──────── Records provided
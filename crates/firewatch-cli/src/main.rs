//! `firewatch` – hazard-monitoring collector daemon.
//!
//! Polls a remote sensor store on a fixed interval, derives a hazard level
//! per room (thresholds + escalation vote, with a predictive-model
//! override), and writes levels and location alarms back to the store.
//!
//! Startup order:
//!
//! 1. Initialise tracing (console by default; `FIREWATCH_LOG_FORMAT=json`
//!    for JSON; `OTEL_EXPORTER_OTLP_ENDPOINT` for span export).
//! 2. Load `~/.firewatch/config.toml` (defaults when absent) and apply
//!    `FIREWATCH_*` env overrides.
//! 3. Load the risk-model artifacts — **fatal** when missing or malformed:
//!    the process exits immediately rather than starting degraded.
//! 4. Spawn the liveness endpoint, install the Ctrl-C handler, and run the
//!    collector loop until shut down.

mod config;

use std::process::ExitCode;
use std::sync::Arc;
use std::sync::atomic::{AtomicBool, Ordering};
use std::time::Duration;

use colored::Colorize;
use tracing::{error, info, warn};

use firewatch_model::ForestClassifier;
use firewatch_runtime::Collector;
use firewatch_runtime::telemetry;
use firewatch_status::StatusServer;
use firewatch_store::RtdbClient;

#[tokio::main]
async fn main() -> ExitCode {
    let _guard = telemetry::init_tracing("firewatch");

    print_banner();

    // ── Configuration ─────────────────────────────────────────────────────
    let cfg = match config::load() {
        Ok(Some(cfg)) => {
            println!(
                "  Config loaded from {}",
                config::config_path().display().to_string().bold()
            );
            cfg
        }
        Ok(None) => {
            info!("no config file found; using defaults with env overrides");
            let mut cfg = config::CollectorConfig::default();
            config::apply_env_overrides(&mut cfg);
            cfg
        }
        Err(e) => {
            println!("{}: {}", "Config error".red(), e);
            println!("  Using default configuration.");
            let mut cfg = config::CollectorConfig::default();
            config::apply_env_overrides(&mut cfg);
            cfg
        }
    };

    info!(
        store_url = %cfg.store_url,
        poll_interval_secs = cfg.poll_interval_secs,
        status_port = cfg.status_port,
        "starting firewatch collector"
    );

    // ── Risk model (fatal when absent) ────────────────────────────────────
    let classifier = match ForestClassifier::load(&cfg.forest_path(), &cfg.scaler_path()) {
        Ok(model) => Arc::new(model),
        Err(e) => {
            error!(error = %e, "risk-model artifacts missing or malformed; refusing to start");
            println!(
                "{} {}",
                "✗ Cannot start:".red().bold(),
                "risk-model artifacts are required (see model_dir in config)."
            );
            return ExitCode::FAILURE;
        }
    };

    let store = Arc::new(RtdbClient::new(cfg.store_url.clone()));

    // ── Liveness endpoint ─────────────────────────────────────────────────
    let status = StatusServer::new().with_port(cfg.status_port);
    tokio::spawn(async move {
        if let Err(e) = status.run().await {
            error!(error = %e, "status endpoint failed");
        }
    });

    // ── Ctrl-C handler ────────────────────────────────────────────────────
    let shutdown = Arc::new(AtomicBool::new(false));
    {
        let flag = Arc::clone(&shutdown);
        if let Err(e) = ctrlc::set_handler(move || {
            println!();
            println!(
                "{}",
                "⚠  Ctrl-C received – finishing current cycle …"
                    .yellow()
                    .bold()
            );
            flag.store(true, Ordering::SeqCst);
        }) {
            warn!(error = %e, "failed to install Ctrl-C handler; graceful shutdown unavailable");
        }
    }

    // ── Collector loop ────────────────────────────────────────────────────
    let collector = Collector::new(
        store,
        classifier,
        Duration::from_secs(cfg.poll_interval_secs),
    )
    .with_shutdown(shutdown);

    collector.run().await;

    println!("{}", "  ✓ Collector stopped cleanly.".green());
    ExitCode::SUCCESS
}

fn print_banner() {
    println!();
    println!("  {}", "firewatch".bold());
    println!("  {}", "room hazard monitoring collector".dimmed());
    println!();
}
//! Feature scaling.
//!
//! The forest was trained on standardized features; raw room means must
//! pass through the same `(x - mean) / scale` transform before inference.
//! The scaler artifact carries the per-feature means and scales captured
//! at training time.

use serde::{Deserialize, Serialize};

use crate::ModelError;

/// Per-feature standardization parameters.
///
/// # Example
///
/// ```rust
/// use firewatch_model::StandardScaler;
///
/// let scaler = StandardScaler {
///     mean: vec![20.0, 50.0, 2.0],
///     scale: vec![5.0, 10.0, 1.0],
/// };
/// let scaled = scaler.transform(&[25.0, 40.0, 2.0]).unwrap();
/// assert_eq!(scaled, vec![1.0, -1.0, 0.0]);
/// ```
#[derive(Debug, Clone, Serialize, Deserialize)]
pub struct StandardScaler {
    pub mean: Vec<f64>,
    pub scale: Vec<f64>,
}

impl StandardScaler {
    /// Validate internal consistency against the expected feature width.
    pub(crate) fn validate(&self, n_features: usize) -> Result<(), ModelError> {
        if self.mean.len() != n_features || self.scale.len() != n_features {
            return Err(ModelError::Inconsistent(format!(
                "scaler covers {} means / {} scales, model expects {n_features} features",
                self.mean.len(),
                self.scale.len(),
            )));
        }
        if self.scale.iter().any(|s| !s.is_finite() || *s == 0.0) {
            return Err(ModelError::Inconsistent(
                "scaler contains a zero or non-finite scale".to_string(),
            ));
        }
        Ok(())
    }

    /// Standardize `features`: `(x - mean) / scale`, element-wise.
    pub fn transform(&self, features: &[f64]) -> Result<Vec<f64>, ModelError> {
        if features.len() != self.mean.len() {
            return Err(ModelError::FeatureMismatch {
                expected: self.mean.len(),
                got: features.len(),
            });
        }
        Ok(features
            .iter()
            .zip(self.mean.iter().zip(&self.scale))
            .map(|(x, (m, s))| (x - m) / s)
            .collect())
    }
}
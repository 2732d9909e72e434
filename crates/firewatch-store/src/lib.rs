//! `firewatch-store` – The Remote Store Boundary
//!
//! Firewatch never owns sensor state; a remote realtime database does. This
//! crate is the only place that knows the store's REST dialect. Everything
//! else consumes the [`RemoteStore`] trait, which also makes the collector
//! testable against an in-memory mock.
//!
//! # Modules
//!
//! - [`client`] – [`RtdbClient`][client::RtdbClient]: reqwest-backed
//!   implementation speaking the Firebase-RTDB-style REST dialect
//!   (`GET {base}/.json`, `PATCH {base}/{location}/{room}.json`).
//! - [`snapshot`] – pure parsing of one fetched JSON tree into typed
//!   [`StoreSnapshot`][snapshot::StoreSnapshot] values.

use async_trait::async_trait;
use firewatch_types::HazardLevel;
use thiserror::Error;

pub mod client;
pub mod snapshot;

pub use client::RtdbClient;
pub use snapshot::{LocationSnapshot, StoreSnapshot};

/// Errors that can arise from remote store operations.
#[derive(Error, Debug)]
pub enum StoreError {
    /// The HTTP request failed or the store answered non-2xx.
    #[error("HTTP error: {0}")]
    Http(#[from] reqwest::Error),
    /// The store answered 2xx but the payload is unusable.
    #[error("unexpected response from store: {0}")]
    BadResponse(String),
}

/// Reader/writer contract against the remote store.
///
/// All three operations are fire-and-forget from the collector's point of
/// view: outcomes are logged, never retried within a cycle.
#[async_trait]
pub trait RemoteStore: Send + Sync {
    /// Fetch the full tree: every location with its configuration and rooms.
    async fn fetch_snapshot(&self) -> Result<StoreSnapshot, StoreError>;

    /// Persist one room's evaluated hazard level.
    async fn write_room_level(
        &self,
        location: &str,
        room: &str,
        level: HazardLevel,
    ) -> Result<(), StoreError>;

    /// Persist one location's alarm flag (stored as `"1"` / `"0"`).
    async fn write_location_alarm(&self, location: &str, alarm: bool) -> Result<(), StoreError>;
}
────────────────
Work instructions ▸ Each entry should be retyped exactly as given.

Response below ▸
filename crates/firewatch-cli/src/main.rs
//! `firewatch` – hazard-monitoring collector daemon.
//!
//! Polls a remote sensor store on a fixed interval, derives a hazard level
//! per room (thresholds + escalation vote, with a predictive-model
//! override), and writes levels and location alarms back to the store.
//!
//! Startup order:
//!
//! 1. Initialise tracing (console by default; `FIREWATCH_LOG_FORMAT=json`
//!    for JSON; `OTEL_EXPORTER_OTLP_ENDPOINT` for span export).
//! 2. Load `~/.firewatch/config.toml` (defaults when absent) and apply
//!    `FIREWATCH_*` env overrides.
//! 3. Load the risk-model artifacts — **fatal** when missing or malformed:
//!    the process exits immediately rather than starting degraded.
//! 4. Spawn the liveness endpoint, install the Ctrl-C handler, and run the
//!    collector loop until shut down.

mod config;

use std::process::ExitCode;
use std::sync::Arc;
use std::sync::atomic::{AtomicBool, Ordering};
use std::time::Duration;

use colored::Colorize;
use tracing::{error, info, warn};

use firewatch_model::ForestClassifier;
use firewatch_runtime::Collector;
use firewatch_runtime::telemetry;
use firewatch_status::StatusServer;
use firewatch_store::RtdbClient;

#[tokio::main]
async fn main() -> ExitCode {
    let _guard = telemetry::init_tracing("firewatch");

    print_banner();

    // ── Configuration ─────────────────────────────────────────────────────
    let cfg = match config::load() {
        Ok(Some(cfg)) => {
            println!(
                "  Config loaded from {}",
                config::config_path().display().to_string().bold()
            );
            cfg
        }
        Ok(None) => {
            info!("no config file found; using defaults with env overrides");
            let mut cfg = config::CollectorConfig::default();
            config::apply_env_overrides(&mut cfg);
            cfg
        }
        Err(e) => {
            println!("{}: {}", "Config error".red(), e);
            println!("  Using default configuration.");
            let mut cfg = config::CollectorConfig::default();
            config::apply_env_overrides(&mut cfg);
            cfg
        }
    };

    info!(
        store_url = %cfg.store_url,
        poll_interval_secs = cfg.poll_interval_secs,
        status_port = cfg.status_port,
        "starting firewatch collector"
    );

    // ── Risk model (fatal when absent) ────────────────────────────────────
    let classifier = match ForestClassifier::load(&cfg.forest_path(), &cfg.scaler_path()) {
        Ok(model) => Arc::new(model),
        Err(e) => {
            error!(error = %e, "risk-model artifacts missing or malformed; refusing to start");
            println!(
                "{} {}",
                "✗ Cannot start:".red().bold(),
                "risk-model artifacts are required (see model_dir in config)."
            );
            return ExitCode::FAILURE;
        }
    };

    let store = Arc::new(RtdbClient::new(cfg.store_url.clone()));

    // ── Liveness endpoint ─────────────────────────────────────────────────
    let status = StatusServer::new().with_port(cfg.status_port);
    tokio::spawn(async move {
        if let Err(e) = status.run().await {
            error!(error = %e, "status endpoint failed");
        }
    });

    // ── Ctrl-C handler ────────────────────────────────────────────────────
    let shutdown = Arc::new(AtomicBool::new(false));
    {
        let flag = Arc::clone(&shutdown);
        if let Err(e) = ctrlc::set_handler(move || {
            println!();
            println!(
                "{}",
                "⚠  Ctrl-C received – finishing current cycle …"
                    .yellow()
                    .bold()
            );
            flag.store(true, Ordering::SeqCst);
        }) {
            warn!(error = %e, "failed to install Ctrl-C handler; graceful shutdown unavailable");
        }
    }

    // ── Collector loop ────────────────────────────────────────────────────
    let collector = Collector::new(
        store,
        classifier,
        Duration::from_secs(cfg.poll_interval_secs),
    )
    .with_shutdown(shutdown);

    collector.run().await;

    println!("{}", "  ✓ Collector stopped cleanly.".green());
    ExitCode::SUCCESS
}

fn print_banner() {
    println!();
    println!("  {}", "firewatch".bold());
    println!("  {}", "room hazard monitoring collector".dimmed());
    println!();
}
//! Feature scaling.
//!
//! The forest was trained on standardized features; raw room means must
//! pass through the same `(x - mean) / scale` transform before inference.
//! The scaler artifact carries the per-feature means and scales captured
//! at training time.

use serde::{Deserialize, Serialize};

use crate::ModelError;

/// Per-feature standardization parameters.
///
/// # Example
///
/// ```rust
/// use firewatch_model::StandardScaler;
///
/// let scaler = StandardScaler {
///     mean: vec![20.0, 50.0, 2.0],
///     scale: vec![5.0, 10.0, 1.0],
/// };
/// let scaled = scaler.transform(&[25.0, 40.0, 2.0]).unwrap();
/// assert_eq!(scaled, vec![1.0, -1.0, 0.0]);
/// ```
#[derive(Debug, Clone, Serialize, Deserialize)]
pub struct StandardScaler {
    pub mean: Vec<f64>,
    pub scale: Vec<f64>,
}

impl StandardScaler {
    /// Validate internal consistency against the expected feature width.
    pub(crate) fn validate(&self, n_features: usize) -> Result<(), ModelError> {
        if self.mean.len() != n_features || self.scale.len() != n_features {
            return Err(ModelError::Inconsistent(format!(
                "scaler covers {} means / {} scales, model expects {n_features} features",
                self.mean.len(),
                self.scale.len(),
            )));
        }
        if self.scale.iter().any(|s| !s.is_finite() || *s == 0.0) {
            return Err(ModelError::Inconsistent(
                "scaler contains a zero or non-finite scale".to_string(),
            ));
        }
        Ok(())
    }

    /// Standardize `features`: `(x - mean) / scale`, element-wise.
    pub fn transform(&self, features: &[f64]) -> Result<Vec<f64>, ModelError> {
        if features.len() != self.mean.len() {
            return Err(ModelError::FeatureMismatch {
                expected: self.mean.len(),
                got: features.len(),
            });
        }
        Ok(features
            .iter()
            .zip(self.mean.iter().zip(&self.scale))
            .map(|(x, (m, s))| (x - m) / s)
            .collect())
    }
}
repository 2732d9909e72e434
filename crates/firewatch-store/src/lib.rs
//! `firewatch-store` – The Remote Store Boundary
//!
//! Firewatch never owns sensor state; a remote realtime database does. This
//! crate is the only place that knows the store's REST dialect. Everything
//! else consumes the [`RemoteStore`] trait, which also makes the collector
//! testable against an in-memory mock.
//!
//! # Modules
//!
//! - [`client`] – [`RtdbClient`][client::RtdbClient]: reqwest-backed
//!   implementation speaking the Firebase-RTDB-style REST dialect
//!   (`GET {base}/.json`, `PATCH {base}/{location}/{room}.json`).
//! - [`snapshot`] – pure parsing of one fetched JSON tree into typed
//!   [`StoreSnapshot`][snapshot::StoreSnapshot] values.

use async_trait::async_trait;
use firewatch_types::HazardLevel;
use thiserror::Error;

pub mod client;
pub mod snapshot;

pub use client::RtdbClient;
pub use snapshot::{LocationSnapshot, StoreSnapshot};

/// Errors that can arise from remote store operations.
#[derive(Error, Debug)]
pub enum StoreError {
    /// The HTTP request failed or the store answered non-2xx.
    #[error("HTTP error: {0}")]
    Http(#[from] reqwest::Error),
    /// The store answered 2xx but the payload is unusable.
    #[error("unexpected response from store: {0}")]
    BadResponse(String),
}

/// Reader/writer contract against the remote store.
///
/// All three operations are fire-and-forget from the collector's point of
/// view: outcomes are logged, never retried within a cycle.
#[async_trait]
pub trait RemoteStore: Send + Sync {
    /// Fetch the full tree: every location with its configuration and rooms.
    async fn fetch_snapshot(&self) -> Result<StoreSnapshot, StoreError>;

    /// Persist one room's evaluated hazard level.
    async fn write_room_level(
        &self,
        location: &str,
        room: &str,
        level: HazardLevel,
    ) -> Result<(), StoreError>;

    /// Persist one location's alarm flag (stored as `"1"` / `"0"`).
    async fn write_location_alarm(&self, location: &str, alarm: bool) -> Result<(), StoreError>;
}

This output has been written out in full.